Transcribe only part of the material below: the lines from the one containing "assert_eq!(bus.subscriber_count(), 1);" through the one containing "The manager never", inclusive, exactly as written.

> _Data shown_
________

//! Publish/subscribe notifications for plan edits.
//!
//! An [`EventBus`] is an ordinary value: the host creates one, hands it to
//! whatever publishes, and drops or [`clear`](EventBus::clear)s it on
//! teardown. Nothing here is process-global.

use std::fmt;

/// Notifications published while a plan is edited.
#[derive(Debug, Clone, PartialEq)]
pub enum PlanEvent {
    /// A document replaced the current plan.
    PlanLoaded { plan_id: String },
    /// The current plan was mutated (including by undo/redo).
    PlanChanged,
    /// Undo/redo availability may have changed.
    HistoryChanged { can_undo: bool, can_redo: bool },
    /// Validation found problems.
    ValidationFailed { errors: Vec<String> },
}

/// Coarse event groups for filtering.
#[derive(Debug, Clone, Copy, PartialEq, Eq)]
pub enum EventCategory {
    Document,
    History,
    Validation,
}

impl PlanEvent {
    pub fn category(&self) -> EventCategory {
        match self {
            PlanEvent::PlanLoaded { .. } | PlanEvent::PlanChanged => EventCategory::Document,
            PlanEvent::HistoryChanged { .. } => EventCategory::History,
            PlanEvent::ValidationFailed { .. } => EventCategory::Validation,
        }
    }
}

/// Filter to receive only specific event types.
#[derive(Debug, Clone, Default)]
pub enum EventFilter {
    /// Receive all events.
    #[default]
    All,
    /// Receive events matching any of these categories.
    Categories(Vec<EventCategory>),
}

impl EventFilter {
    pub fn matches(&self, event: &PlanEvent) -> bool {
        match self {
            EventFilter::All => true,
            EventFilter::Categories(categories) => categories.contains(&event.category()),
        }
    }
}

/// Subscription handle for unsubscribing.
#[derive(Debug, Clone, Copy, PartialEq, Eq, Hash)]
pub struct SubscriptionId(u64);

impl fmt::Display for SubscriptionId {
    fn fmt(&self, f: &mut fmt::Formatter<'_>) -> fmt::Result {
        write!(f, "Sub({})", self.0)
    }
}

type EventHandler = Box<dyn Fn(&PlanEvent)>;

/// Synchronous event bus. Handlers run on the publishing call, in
/// subscription order.
#[derive(Default)]
pub struct EventBus {
    handlers: Vec<(SubscriptionId, EventFilter, EventHandler)>,
    next_id: u64,
}

impl fmt::Debug for EventBus {
    fn fmt(&self, f: &mut fmt::Formatter<'_>) -> fmt::Result {
        f.debug_struct("EventBus")
            .field("subscribers", &self.handlers.len())
            .finish()
    }
}

impl EventBus {
    pub fn new() -> Self {
        Self::default()
    }

    pub fn subscribe<F>(&mut self, filter: EventFilter, handler: F) -> SubscriptionId
    where
        F: Fn(&PlanEvent) + 'static,
    {
        let id = SubscriptionId(self.next_id);
        self.next_id += 1;
        self.handlers.push((id, filter, Box::new(handler)));
        log::debug!("Subscription {} added", id);
        id
    }

    /// Returns true if the subscription was found and removed.
    pub fn unsubscribe(&mut self, id: SubscriptionId) -> bool {
        let before = self.handlers.len();
        self.handlers.retain(|(sub, _, _)| *sub != id);
        let removed = self.handlers.len() != before;
        if removed {
            log::debug!("Subscription {} removed", id);
        }
        removed
    }

    /// Deliver an event; returns how many handlers received it.
    pub fn publish(&self, event: &PlanEvent) -> usize {
        let mut delivered = 0;
        for (_, filter, handler) in &self.handlers {
            if filter.matches(event) {
                handler(event);
                delivered += 1;
            }
        }
        delivered
    }

    pub fn subscriber_count(&self) -> usize {
        self.handlers.len()
    }

    /// Remove every subscription.
    pub fn clear(&mut self) {
        self.handlers.clear();
    }
}

#[cfg(test)]
mod tests {
    use super::*;
    use std::cell::RefCell;
    use std::rc::Rc;

    #[test]
    fn test_publish_in_subscription_order() {
        let log = Rc::new(RefCell::new(Vec::new()));
        let mut bus = EventBus::new();
        for name in ["first", "second"] {
            let log = Rc::clone(&log);
            bus.subscribe(EventFilter::All, move |_| log.borrow_mut().push(name));
        }

        assert_eq!(bus.publish(&PlanEvent::PlanChanged), 2);
        assert_eq!(*log.borrow(), vec!["first", "second"]);
    }

    #[test]
    fn test_filter_by_category() {
        let count = Rc::new(RefCell::new(0));
        let mut bus = EventBus::new();
        let counter = Rc::clone(&count);
        bus.subscribe(EventFilter::Categories(vec![EventCategory::History]), move |_| {
            *counter.borrow_mut() += 1;
        });

        assert_eq!(bus.publish(&PlanEvent::PlanChanged), 0);
        assert_eq!(bus.publish(&PlanEvent::HistoryChanged { can_undo: true, can_redo: false }), 1);
        assert_eq!(*count.borrow(), 1);
    }

    #[test]
    fn test_unsubscribe_and_clear() {
        let mut bus = EventBus::new();
        let a = bus.subscribe(EventFilter::All, |_| {});
        let _b = bus.subscribe(EventFilter::All, |_| {});

        assert!(bus.unsubscribe(a));
        assert!(!bus.unsubscribe(a));
        assert_eq!(bus.subscriber_count(), 1);

        bus.clear();
        assert_eq!(bus.subscriber_count(), 0);
        assert_eq!(bus.publish(&PlanEvent::PlanChanged), 0);
    }

    #[test]
    fn test_buses_are_isolated() {
        let mut one = EventBus::new();
        let two = EventBus::new();
        one.subscribe(EventFilter::All, |_| {});
        assert_eq!(two.publish(&PlanEvent::PlanChanged), 0);
    }
}
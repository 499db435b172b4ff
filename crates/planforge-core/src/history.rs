//! Bounded undo/redo history over serialized document snapshots.
//!
//! The manager never touches the document itself. A [`StateHost`] captures
//! and restores state on its behalf, and every operation takes the host as an
//! argument.
//!
//! Callers must take a snapshot *before* the mutation it guards; a missing
//! call cannot be detected. Each snapshot is a full copy of the document,
//! so memory grows with document size times history depth.

use crate::error::HistoryError;
use std::collections::VecDeque;

/// Default number of undo steps kept.
pub const MAX_UNDO_HISTORY: usize = 50;

/// An immutable serialized capture of document state.
#[derive(Debug, Clone, PartialEq, Eq)]
pub struct Snapshot(String);

impl Snapshot {
    pub fn new(serialized: String) -> Self {
        Self(serialized)
    }

    pub fn as_str(&self) -> &str {
        &self.0
    }
}

/// State accessors supplied by whoever owns the document.
pub trait StateHost {
    /// Serialize the current document state.
    fn capture_state(&self) -> Result<Snapshot, HistoryError>;

    /// Replace the current document state with a captured one.
    fn restore_state(&mut self, snapshot: &Snapshot) -> Result<(), HistoryError>;
}

/// A [`StateHost`] built from a pair of closures.
pub struct StateAccessors<G, R> {
    get_state: G,
    restore_state: R,
}

impl<G, R> StateAccessors<G, R>
where
    G: Fn() -> Result<Snapshot, HistoryError>,
    R: FnMut(&Snapshot) -> Result<(), HistoryError>,
{
    pub fn new(get_state: G, restore_state: R) -> Self {
        Self { get_state, restore_state }
    }
}

impl<G, R> StateHost for StateAccessors<G, R>
where
    G: Fn() -> Result<Snapshot, HistoryError>,
    R: FnMut(&Snapshot) -> Result<(), HistoryError>,
{
    fn capture_state(&self) -> Result<Snapshot, HistoryError> {
        (self.get_state)()
    }

    fn restore_state(&mut self, snapshot: &Snapshot) -> Result<(), HistoryError> {
        (self.restore_state)(snapshot)
    }
}

/// Linear undo/redo stacks. Taking a new snapshot discards redo history.
#[derive(Debug, Clone)]
pub struct HistoryManager {
    undo_stack: VecDeque<Snapshot>,
    redo_stack: Vec<Snapshot>,
    limit: usize,
}

impl Default for HistoryManager {
    fn default() -> Self {
        Self::new()
    }
}

impl HistoryManager {
    pub fn new() -> Self {
        Self::with_limit(MAX_UNDO_HISTORY)
    }

    /// Create a manager keeping at most `limit` undo steps (minimum 1).
    pub fn with_limit(limit: usize) -> Self {
        Self {
            undo_stack: VecDeque::new(),
            redo_stack: Vec::new(),
            limit: limit.max(1),
        }
    }

    pub fn limit(&self) -> usize {
        self.limit
    }

    /// Push the host's current state to the undo stack (call before making changes).
    pub fn snapshot(&mut self, host: &impl StateHost) -> Result<(), HistoryError> {
        let snapshot = host.capture_state()?;
        self.push_undo(snapshot);
        self.redo_stack.clear();
        log::debug!("History snapshot taken, {} undo steps", self.undo_stack.len());
        Ok(())
    }

    /// Undo the last change.
    ///
    /// Returns `Ok(false)` when there is nothing to undo. If the host fails,
    /// both stacks are left as they were.
    pub fn undo(&mut self, host: &mut impl StateHost) -> Result<bool, HistoryError> {
        let Some(previous) = self.undo_stack.back() else {
            return Ok(false);
        };
        let current = host.capture_state()?;
        host.restore_state(previous)?;

        self.undo_stack.pop_back();
        self.redo_stack.push(current);
        Ok(true)
    }

    /// Redo the last undone change. Mirrors [`HistoryManager::undo`].
    pub fn redo(&mut self, host: &mut impl StateHost) -> Result<bool, HistoryError> {
        let Some(next) = self.redo_stack.last() else {
            return Ok(false);
        };
        let current = host.capture_state()?;
        host.restore_state(next)?;

        self.redo_stack.pop();
        self.push_undo(current);
        Ok(true)
    }

    pub fn can_undo(&self) -> bool {
        !self.undo_stack.is_empty()
    }

    pub fn can_redo(&self) -> bool {
        !self.redo_stack.is_empty()
    }

    pub fn undo_len(&self) -> usize {
        self.undo_stack.len()
    }

    pub fn redo_len(&self) -> usize {
        self.redo_stack.len()
    }

    /// Drop all history, e.g. when a different document is loaded.
    pub fn clear(&mut self) {
        self.undo_stack.clear();
        self.redo_stack.clear();
    }

    fn push_undo(&mut self, snapshot: Snapshot) {
        self.undo_stack.push_back(snapshot);
        while self.undo_stack.len() > self.limit {
            self.undo_stack.pop_front();
        }
    }
}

________

> _Answer to this problem_
        assert_eq!(bus.subscriber_count(), 1);

        bus.clear();
        assert_eq!(bus.subscriber_count(), 0);
        assert_eq!(bus.publish(&PlanEvent::PlanChanged), 0);
    }

    #[test]
    fn test_buses_are_isolated() {
        let mut one = EventBus::new();
        let two = EventBus::new();
        one.subscribe(EventFilter::All, |_| {});
        assert_eq!(two.publish(&PlanEvent::PlanChanged), 0);
    }
}
repository 499db435b172b4ff
filename crates/planforge-core/src/history.rs
//! Bounded undo/redo history over serialized document snapshots.
//!
//! The manager never touches the document itself. A [`StateHost`] captures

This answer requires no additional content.